What steps can be taken to address Fiscal Deficit?

First, The Government should focus on rationalizing the subsidies. The tendency to grant ‘freebies’ should be kept in check. The subsidies can be made more targeted. Checking leakages and diversions can also help in rationalizing the spending.

Second, The Government should also improve the tax system. Tax-to-GDP ratio must be improved by ensuring better compliance (~4% pay Income Tax). In addition, introduction of Wealth Tax and raising the rate of Property Tax can reduce the asymmetry with respect to Direct and Indirect Taxes. Laws regarding tax evasion must be made more robust and implementation strengthened.

Third, The Government can also enhance revenues through monetization of assets especially idle assets like land lying vacant with Government entities.

Fourth, The Government should adhere to the recommendations regarding fiscal consolidation given by the 15th Finance Commission.

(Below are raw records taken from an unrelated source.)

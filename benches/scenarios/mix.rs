//! Benchmarks for the six-channel carryall mix.
//!
//! Measures `SidRenderer::render` with every source installed, in flight
//! (drone, whoosh and creak running, alerts paused) and with every channel
//! playing.

use std::hint::black_box;

use carryall::dsp::DecodedClip;
use carryall::sid::{Mixer, Sid, SidRenderer};
use carryall::vehicle::{carryall_channels, ClipSet, NoiseMapper};
use criterion::{BenchmarkId, Criterion};

use crate::{BLOCK_SIZES, SAMPLE_RATE};

fn clip(len: usize) -> DecodedClip {
    let samples = (0..len).map(|i| ((i % 100) as f32 / 50.0) - 1.0).collect();
    DecodedClip::from_samples(samples, 44_100.0).expect("valid clip")
}

fn engine() -> (Sid, SidRenderer, NoiseMapper) {
    let (mut sid, renderer) = Sid::new(&carryall_channels(), SAMPLE_RATE).expect("engine");
    let clips = ClipSet {
        creaking: clip(44_100),
        ground_alert: clip(22_050),
        stress_alert: clip(22_050),
        explosion: clip(88_200),
    };
    let mapper = NoiseMapper::install(&mut sid, clips).expect("install");
    (sid, renderer, mapper)
}

pub fn bench_mix(c: &mut Criterion) {
    let mut group = c.benchmark_group("scenarios/mix");

    for &size in BLOCK_SIZES {
        let mut buffer = vec![0.0f32; size];

        // === IN FLIGHT: drone + whoosh + creak ===
        let (sid, mut renderer, mapper) = engine();
        let ch = *mapper.channels();
        sid.resume(ch.creaking);
        for id in [ch.engine, ch.engine_whoosh, ch.creaking] {
            sid.set_volume(id, 0.2);
        }
        group.bench_with_input(BenchmarkId::new("in_flight", size), &size, |b, _| {
            b.iter(|| renderer.render(black_box(&mut buffer)))
        });

        // === EVERYTHING: all six channels audible ===
        let (sid, mut renderer, mapper) = engine();
        let ch = *mapper.channels();
        for id in [
            ch.engine,
            ch.engine_whoosh,
            ch.creaking,
            ch.ground_alert,
            ch.stress_alert,
            ch.explosion,
        ] {
            sid.resume(id);
            sid.set_volume(id, 0.15);
        }
        group.bench_with_input(BenchmarkId::new("all_channels", size), &size, |b, _| {
            b.iter(|| renderer.render(black_box(&mut buffer)))
        });
    }

    group.finish();
}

Fifth, The amendments to the FRBM Act regarding shifting of target dates should be debated in the Parliament. The Government should adhere to the Act and the costs of deviation from the provisions of the Act should be increased.

Conclusion

The Government had to enhance its spending during the pandemic. Breach from fiscal consolidation targets is justified in such circumstances. However, even during the normal times, the fiscal deficit has never been below 3% since 2007-08. As normalcy returns post COVID-19 pandemic, the Government must focus on fiscal consolidation and bringing down the Fiscal Deficit to more sustainable level at the earliest.